** Task item **
If a line of the data below holds the string "Outside", copy it.

++++ Records provided

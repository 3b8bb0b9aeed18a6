use std::collections::HashSet;

use log::{debug, info, warn};
use rand::rngs::StdRng;
use rand::SeedableRng;
use serde::Serialize;

use crate::config::{GameConfig, INITIAL_SNAKE_LENGTH, MIN_COLUMNS};
use crate::direction::Direction;
use crate::error::GameError;
use crate::food::spawn_position;
use crate::grid::{Grid, GridSize, GridValue};
use crate::snake::{Position, Snake};

/// Current high-level gameplay state.
#[derive(Debug, Clone, Copy, Eq, PartialEq, Serialize)]
pub enum GameStatus {
    Running,
    GameOver,
}

/// What ended the game.
#[derive(Debug, Clone, Copy, Eq, PartialEq, Serialize)]
pub enum DeathReason {
    Wall,
    SelfCollision,
}

/// Result of a single call to [`GameState::tick`].
#[derive(Debug, Clone, Copy, Eq, PartialEq)]
pub enum TickOutcome {
    /// The snake moved one cell; length unchanged.
    Moved,
    /// The snake ate food and grew by one segment.
    Ate,
    /// The head collided this tick.
    GameOver(DeathReason),
    /// The game had already ended; nothing changed.
    Halted,
}

/// Owned view of one frame, for renderers and logs.
#[derive(Debug, Clone, Eq, PartialEq, Serialize)]
pub struct Snapshot {
    pub size: GridSize,
    pub cells: Vec<Vec<GridValue>>,
    pub snake: Vec<Position>,
    pub food: Option<Position>,
    pub direction: Direction,
    pub score: u32,
    pub tick_count: u64,
    pub status: GameStatus,
    pub death_reason: Option<DeathReason>,
}

/// Complete mutable game state for one session.
///
/// The grid and the snake body are two views of the same board. They are only
/// changed together through `add_head` and `remove_tail`.
#[derive(Debug, Clone)]
pub struct GameState {
    grid: Grid,
    snake: Snake,
    food: Option<Position>,
    score: u32,
    tick_count: u64,
    status: GameStatus,
    death_reason: Option<DeathReason>,
    rng: StdRng,
}

impl GameState {
    /// Creates a game whose food placement is seeded from entropy.
    pub fn new(size: GridSize) -> Result<Self, GameError> {
        Self::with_rng(size, StdRng::from_entropy())
    }

    /// Creates a deterministic state for tests and reproducible simulations.
    pub fn new_with_seed(size: GridSize, seed: u64) -> Result<Self, GameError> {
        Self::with_rng(size, StdRng::seed_from_u64(seed))
    }

    /// Creates a game from a loaded config.
    pub fn from_config(config: &GameConfig) -> Result<Self, GameError> {
        match config.seed {
            Some(seed) => Self::new_with_seed(config.grid_size(), seed),
            None => Self::new(config.grid_size()),
        }
    }

    /// Creates a game with the starting layout: a three-cell snake on the
    /// middle row at columns 1..=3 heading right, plus one food item.
    pub fn with_rng(size: GridSize, rng: StdRng) -> Result<Self, GameError> {
        if size.rows == 0 || size.columns < MIN_COLUMNS {
            return Err(GameError::GridTooSmall {
                rows: size.rows,
                columns: size.columns,
            });
        }

        let mut state = Self::empty(size, Direction::Right, rng);
        let row = i32::from(size.rows / 2);
        for column in 1..=INITIAL_SNAKE_LENGTH {
            state.add_head(Position::new(row, column));
        }
        state.add_food();

        Ok(state)
    }

    /// Creates a game from an explicit board.
    ///
    /// `segments` run head first. They are checked for bounds and overlap but
    /// not for contiguity, so callers must pass a connected body. When `food`
    /// is `None` a food item is placed at random, as it would be after eating.
    pub fn from_layout(
        size: GridSize,
        segments: Vec<Position>,
        direction: Direction,
        food: Option<Position>,
        seed: u64,
    ) -> Result<Self, GameError> {
        if size.rows == 0 || size.columns == 0 {
            return Err(GameError::GridTooSmall {
                rows: size.rows,
                columns: size.columns,
            });
        }
        if segments.is_empty() {
            return Err(GameError::EmptySnake);
        }

        let mut seen = HashSet::with_capacity(segments.len());
        for segment in &segments {
            if !segment.is_within_bounds(size) {
                return Err(GameError::SegmentOutOfBounds(*segment));
            }
            if !seen.insert(*segment) {
                return Err(GameError::OverlappingSegments(*segment));
            }
        }

        let mut state = Self::empty(size, direction, StdRng::seed_from_u64(seed));
        // Pushing tail first leaves the first segment at the head.
        for segment in segments.into_iter().rev() {
            state.add_head(segment);
        }

        match food {
            Some(position) if !position.is_within_bounds(size) => {
                return Err(GameError::FoodOutOfBounds(position));
            }
            Some(position) if seen.contains(&position) => {
                return Err(GameError::FoodOnSnake(position));
            }
            Some(position) => {
                state.grid.set(position, GridValue::Food);
                state.food = Some(position);
            }
            None => state.add_food(),
        }

        Ok(state)
    }

    fn empty(size: GridSize, direction: Direction, rng: StdRng) -> Self {
        Self {
            grid: Grid::new(size),
            snake: Snake::from_segments(Vec::new(), direction),
            food: None,
            score: 0,
            tick_count: 0,
            status: GameStatus::Running,
            death_reason: None,
            rng,
        }
    }

    /// Advances the simulation by one tick.
    ///
    /// Consumes at most one queued turn, then moves the head one cell. Once the
    /// game is over further calls are no-ops that return `Halted`.
    pub fn tick(&mut self) -> TickOutcome {
        if self.status == GameStatus::GameOver {
            debug!("tick ignored, game already over");
            return TickOutcome::Halted;
        }

        self.tick_count += 1;
        self.snake.apply_next_turn();
        let new_head = self.snake.next_head_position();

        match self.will_hit(new_head) {
            GridValue::Outside => self.end(DeathReason::Wall),
            GridValue::Snake => self.end(DeathReason::SelfCollision),
            GridValue::Empty => {
                self.remove_tail();
                self.add_head(new_head);
                TickOutcome::Moved
            }
            GridValue::Food => {
                self.add_head(new_head);
                self.score += 1;
                self.food = None;
                self.add_food();
                TickOutcome::Ate
            }
        }
    }

    /// Queues a turn for an upcoming tick. Returns whether it was accepted.
    ///
    /// Turns that repeat or reverse the last queued direction are refused, as
    /// are turns beyond the two-deep queue and any turn after game over.
    pub fn change_direction(&mut self, direction: Direction) -> bool {
        if self.status == GameStatus::GameOver {
            return false;
        }

        self.snake.queue_turn(direction)
    }

    fn will_hit(&self, position: Position) -> GridValue {
        if !self.grid.contains(position) {
            return GridValue::Outside;
        }

        // The tail moves out of the way on this same tick.
        if position == self.snake.tail() {
            return GridValue::Empty;
        }

        self.grid.get(position)
    }

    fn end(&mut self, reason: DeathReason) -> TickOutcome {
        self.status = GameStatus::GameOver;
        self.death_reason = Some(reason);
        info!(
            "game over ({reason:?}) after {} ticks, score {}, length {}",
            self.tick_count,
            self.score,
            self.snake.len()
        );
        TickOutcome::GameOver(reason)
    }

    fn add_head(&mut self, position: Position) {
        self.snake.push_head(position);
        self.grid.set(position, GridValue::Snake);
    }

    fn remove_tail(&mut self) {
        if let Some(tail) = self.snake.pop_tail() {
            self.grid.set(tail, GridValue::Empty);
        }
    }

    fn add_food(&mut self) {
        match spawn_position(&mut self.rng, &self.grid) {
            Some(position) => {
                debug!("food placed at {position:?}");
                self.grid.set(position, GridValue::Food);
                self.food = Some(position);
            }
            None => warn!("grid is full, no food placed"),
        }
    }

    #[must_use]
    pub fn head_position(&self) -> Position {
        self.snake.head()
    }

    #[must_use]
    pub fn tail_position(&self) -> Position {
        self.snake.tail()
    }

    /// Iterates over the snake body, head first.
    pub fn snake_positions(&self) -> impl Iterator<Item = Position> + '_ {
        self.snake.segments()
    }

    #[must_use]
    pub fn snake_len(&self) -> usize {
        self.snake.len()
    }

    #[must_use]
    pub fn grid(&self) -> &Grid {
        &self.grid
    }

    #[must_use]
    pub fn direction(&self) -> Direction {
        self.snake.direction()
    }

    pub fn pending_turns(&self) -> impl Iterator<Item = Direction> + '_ {
        self.snake.pending_turns()
    }

    #[must_use]
    pub fn food_position(&self) -> Option<Position> {
        self.food
    }

    #[must_use]
    pub fn score(&self) -> u32 {
        self.score
    }

    #[must_use]
    pub fn tick_count(&self) -> u64 {
        self.tick_count
    }

    #[must_use]
    pub fn status(&self) -> GameStatus {
        self.status
    }

    #[must_use]
    pub fn is_game_over(&self) -> bool {
        self.status == GameStatus::GameOver
    }

    #[must_use]
    pub fn death_reason(&self) -> Option<DeathReason> {
        self.death_reason
    }

    /// Copies out everything a renderer needs for one frame.
    #[must_use]
    pub fn snapshot(&self) -> Snapshot {
        Snapshot {
            size: self.grid.size(),
            cells: self.grid.rows().map(<[GridValue]>::to_vec).collect(),
            snake: self.snake.segments().collect(),
            food: self.food,
            direction: self.snake.direction(),
            score: self.score,
            tick_count: self.tick_count,
            status: self.status,
            death_reason: self.death_reason,
        }
    }
}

++++++++

** Solution to the exercise **
            GridValue::Outside => self.end(DeathReason::Wall),
            return GridValue::Outside;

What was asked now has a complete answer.